=== Task description ===
From the records below, copy out exactly the lines from the one containing "(Attached, Selection::Unselected |" to the one containing "(Collecting, Selection::Selected) =>", both included. Add nothing else.

=== Information given ===

● ● ● ●

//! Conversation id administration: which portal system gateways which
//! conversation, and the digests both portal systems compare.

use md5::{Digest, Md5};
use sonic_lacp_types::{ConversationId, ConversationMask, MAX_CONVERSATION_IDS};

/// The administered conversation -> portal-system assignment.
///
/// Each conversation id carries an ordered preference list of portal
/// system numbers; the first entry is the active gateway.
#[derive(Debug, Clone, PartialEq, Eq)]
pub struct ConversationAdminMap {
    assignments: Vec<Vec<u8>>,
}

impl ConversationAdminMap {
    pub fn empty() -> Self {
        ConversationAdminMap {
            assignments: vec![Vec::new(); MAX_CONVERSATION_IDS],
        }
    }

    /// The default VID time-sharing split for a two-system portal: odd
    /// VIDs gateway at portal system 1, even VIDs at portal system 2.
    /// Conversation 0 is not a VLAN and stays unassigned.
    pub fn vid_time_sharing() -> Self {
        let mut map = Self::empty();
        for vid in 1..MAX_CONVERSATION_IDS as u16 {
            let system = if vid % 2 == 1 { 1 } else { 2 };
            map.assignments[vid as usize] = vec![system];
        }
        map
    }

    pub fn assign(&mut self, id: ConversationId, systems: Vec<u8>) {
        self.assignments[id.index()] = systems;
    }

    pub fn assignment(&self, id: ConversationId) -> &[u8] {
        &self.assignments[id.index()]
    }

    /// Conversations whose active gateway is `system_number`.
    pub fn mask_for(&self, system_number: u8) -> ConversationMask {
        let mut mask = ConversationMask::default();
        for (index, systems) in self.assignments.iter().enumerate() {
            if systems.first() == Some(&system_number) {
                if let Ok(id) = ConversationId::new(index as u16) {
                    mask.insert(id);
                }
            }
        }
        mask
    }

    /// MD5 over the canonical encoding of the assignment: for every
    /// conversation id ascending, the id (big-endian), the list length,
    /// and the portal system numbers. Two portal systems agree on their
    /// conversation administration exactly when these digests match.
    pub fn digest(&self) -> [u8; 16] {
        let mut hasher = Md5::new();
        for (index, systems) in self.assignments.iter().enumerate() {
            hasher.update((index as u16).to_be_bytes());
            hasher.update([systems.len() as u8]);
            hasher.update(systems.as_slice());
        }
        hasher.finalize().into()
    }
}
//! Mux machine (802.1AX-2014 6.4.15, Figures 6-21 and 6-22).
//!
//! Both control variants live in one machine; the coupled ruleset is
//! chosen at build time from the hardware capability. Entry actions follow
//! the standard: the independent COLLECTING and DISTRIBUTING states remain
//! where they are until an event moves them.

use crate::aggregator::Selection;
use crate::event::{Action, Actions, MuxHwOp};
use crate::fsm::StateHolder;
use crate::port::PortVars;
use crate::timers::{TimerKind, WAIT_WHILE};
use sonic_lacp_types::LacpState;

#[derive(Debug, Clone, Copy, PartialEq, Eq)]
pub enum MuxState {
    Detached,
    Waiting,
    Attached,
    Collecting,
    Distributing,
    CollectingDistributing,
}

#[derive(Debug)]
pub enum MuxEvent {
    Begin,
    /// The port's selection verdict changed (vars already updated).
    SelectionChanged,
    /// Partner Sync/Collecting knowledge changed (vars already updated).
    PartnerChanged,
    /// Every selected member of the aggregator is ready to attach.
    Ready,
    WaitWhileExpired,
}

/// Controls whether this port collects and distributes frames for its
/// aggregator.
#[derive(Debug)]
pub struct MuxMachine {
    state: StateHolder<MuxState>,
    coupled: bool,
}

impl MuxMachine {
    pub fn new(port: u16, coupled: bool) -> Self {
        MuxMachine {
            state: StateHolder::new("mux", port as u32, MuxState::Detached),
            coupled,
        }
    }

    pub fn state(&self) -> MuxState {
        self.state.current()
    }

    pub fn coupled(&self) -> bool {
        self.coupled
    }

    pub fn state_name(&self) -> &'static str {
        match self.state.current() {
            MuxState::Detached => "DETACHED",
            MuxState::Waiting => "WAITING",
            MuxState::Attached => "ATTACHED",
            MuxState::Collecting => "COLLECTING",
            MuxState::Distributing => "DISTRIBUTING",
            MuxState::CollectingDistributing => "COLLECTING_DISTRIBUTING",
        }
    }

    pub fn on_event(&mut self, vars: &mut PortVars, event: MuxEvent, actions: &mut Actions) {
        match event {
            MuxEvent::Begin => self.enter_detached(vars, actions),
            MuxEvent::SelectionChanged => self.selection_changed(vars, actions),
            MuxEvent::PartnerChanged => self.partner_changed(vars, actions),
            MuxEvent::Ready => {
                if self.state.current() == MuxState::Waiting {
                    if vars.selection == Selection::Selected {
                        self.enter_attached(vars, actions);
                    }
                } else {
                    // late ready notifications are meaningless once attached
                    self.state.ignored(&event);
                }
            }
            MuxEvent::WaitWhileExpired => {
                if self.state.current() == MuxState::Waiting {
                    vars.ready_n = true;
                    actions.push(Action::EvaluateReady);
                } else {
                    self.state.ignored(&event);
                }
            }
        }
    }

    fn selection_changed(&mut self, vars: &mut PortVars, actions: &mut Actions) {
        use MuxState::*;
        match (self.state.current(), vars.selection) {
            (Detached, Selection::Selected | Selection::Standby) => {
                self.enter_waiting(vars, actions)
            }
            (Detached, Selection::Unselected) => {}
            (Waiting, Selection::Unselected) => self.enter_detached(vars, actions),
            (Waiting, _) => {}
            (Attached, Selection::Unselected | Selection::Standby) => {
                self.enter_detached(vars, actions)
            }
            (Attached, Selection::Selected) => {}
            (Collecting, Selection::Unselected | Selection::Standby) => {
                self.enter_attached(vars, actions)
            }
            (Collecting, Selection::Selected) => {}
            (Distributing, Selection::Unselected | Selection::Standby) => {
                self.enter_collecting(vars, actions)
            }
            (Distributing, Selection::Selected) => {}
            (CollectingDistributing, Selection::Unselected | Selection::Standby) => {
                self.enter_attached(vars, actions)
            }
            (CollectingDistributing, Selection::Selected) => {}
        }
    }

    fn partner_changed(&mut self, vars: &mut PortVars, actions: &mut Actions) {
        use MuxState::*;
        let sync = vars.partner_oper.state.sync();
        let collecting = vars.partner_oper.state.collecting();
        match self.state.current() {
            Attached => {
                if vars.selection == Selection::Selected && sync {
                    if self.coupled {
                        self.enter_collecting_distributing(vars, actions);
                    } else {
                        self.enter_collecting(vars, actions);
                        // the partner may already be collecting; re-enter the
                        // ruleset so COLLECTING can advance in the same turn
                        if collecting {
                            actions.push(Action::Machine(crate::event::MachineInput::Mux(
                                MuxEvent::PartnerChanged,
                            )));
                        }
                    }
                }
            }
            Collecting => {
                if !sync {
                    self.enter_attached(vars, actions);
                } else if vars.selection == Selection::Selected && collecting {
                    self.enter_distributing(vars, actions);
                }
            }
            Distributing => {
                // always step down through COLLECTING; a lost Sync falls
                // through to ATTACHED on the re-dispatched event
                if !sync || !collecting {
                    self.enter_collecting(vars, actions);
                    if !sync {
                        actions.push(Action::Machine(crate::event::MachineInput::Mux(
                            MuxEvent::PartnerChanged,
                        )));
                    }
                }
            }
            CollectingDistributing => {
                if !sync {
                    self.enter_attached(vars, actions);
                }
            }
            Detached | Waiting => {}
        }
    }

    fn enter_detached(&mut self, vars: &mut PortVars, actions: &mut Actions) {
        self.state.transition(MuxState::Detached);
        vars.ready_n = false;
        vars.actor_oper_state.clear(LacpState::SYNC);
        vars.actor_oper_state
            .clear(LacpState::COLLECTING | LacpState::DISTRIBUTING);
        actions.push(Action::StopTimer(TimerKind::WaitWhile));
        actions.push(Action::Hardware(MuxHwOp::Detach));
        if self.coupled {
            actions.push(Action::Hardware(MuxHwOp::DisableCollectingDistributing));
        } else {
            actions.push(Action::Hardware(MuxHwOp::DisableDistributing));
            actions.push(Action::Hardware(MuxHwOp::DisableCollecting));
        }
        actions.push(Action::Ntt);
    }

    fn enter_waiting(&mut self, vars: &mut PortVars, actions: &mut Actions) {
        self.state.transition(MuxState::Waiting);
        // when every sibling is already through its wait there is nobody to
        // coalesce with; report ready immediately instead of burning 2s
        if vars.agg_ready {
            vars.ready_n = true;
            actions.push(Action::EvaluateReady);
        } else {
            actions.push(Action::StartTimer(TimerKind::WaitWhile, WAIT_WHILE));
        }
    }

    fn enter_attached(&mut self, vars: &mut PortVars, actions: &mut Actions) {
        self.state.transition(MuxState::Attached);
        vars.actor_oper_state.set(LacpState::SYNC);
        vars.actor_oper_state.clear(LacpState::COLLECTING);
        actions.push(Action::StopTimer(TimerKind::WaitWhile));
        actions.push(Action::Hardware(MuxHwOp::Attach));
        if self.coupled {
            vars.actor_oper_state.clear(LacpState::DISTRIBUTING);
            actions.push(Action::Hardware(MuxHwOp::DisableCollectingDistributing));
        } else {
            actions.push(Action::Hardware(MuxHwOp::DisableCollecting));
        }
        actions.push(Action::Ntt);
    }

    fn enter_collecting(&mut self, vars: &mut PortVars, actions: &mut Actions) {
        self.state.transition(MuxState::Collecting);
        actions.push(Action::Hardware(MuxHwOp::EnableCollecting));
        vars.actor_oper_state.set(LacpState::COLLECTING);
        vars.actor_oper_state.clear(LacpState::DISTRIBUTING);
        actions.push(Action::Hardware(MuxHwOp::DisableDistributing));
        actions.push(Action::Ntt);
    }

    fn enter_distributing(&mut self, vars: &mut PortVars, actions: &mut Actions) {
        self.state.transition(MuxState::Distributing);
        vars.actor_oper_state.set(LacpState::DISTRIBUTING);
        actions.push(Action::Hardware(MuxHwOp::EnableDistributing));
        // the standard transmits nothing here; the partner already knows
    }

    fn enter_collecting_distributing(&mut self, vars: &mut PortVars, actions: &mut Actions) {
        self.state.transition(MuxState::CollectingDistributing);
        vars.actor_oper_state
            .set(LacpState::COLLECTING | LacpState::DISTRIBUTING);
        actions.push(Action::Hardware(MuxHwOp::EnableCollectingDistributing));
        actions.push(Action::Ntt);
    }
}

● ● ● ●

=== Result of the exercise ===
            (Attached, Selection::Unselected | Selection::Standby) => {
                self.enter_detached(vars, actions)
            }
            (Attached, Selection::Selected) => {}
            (Collecting, Selection::Unselected | Selection::Standby) => {
                self.enter_attached(vars, actions)
            }
            (Collecting, Selection::Selected) => {}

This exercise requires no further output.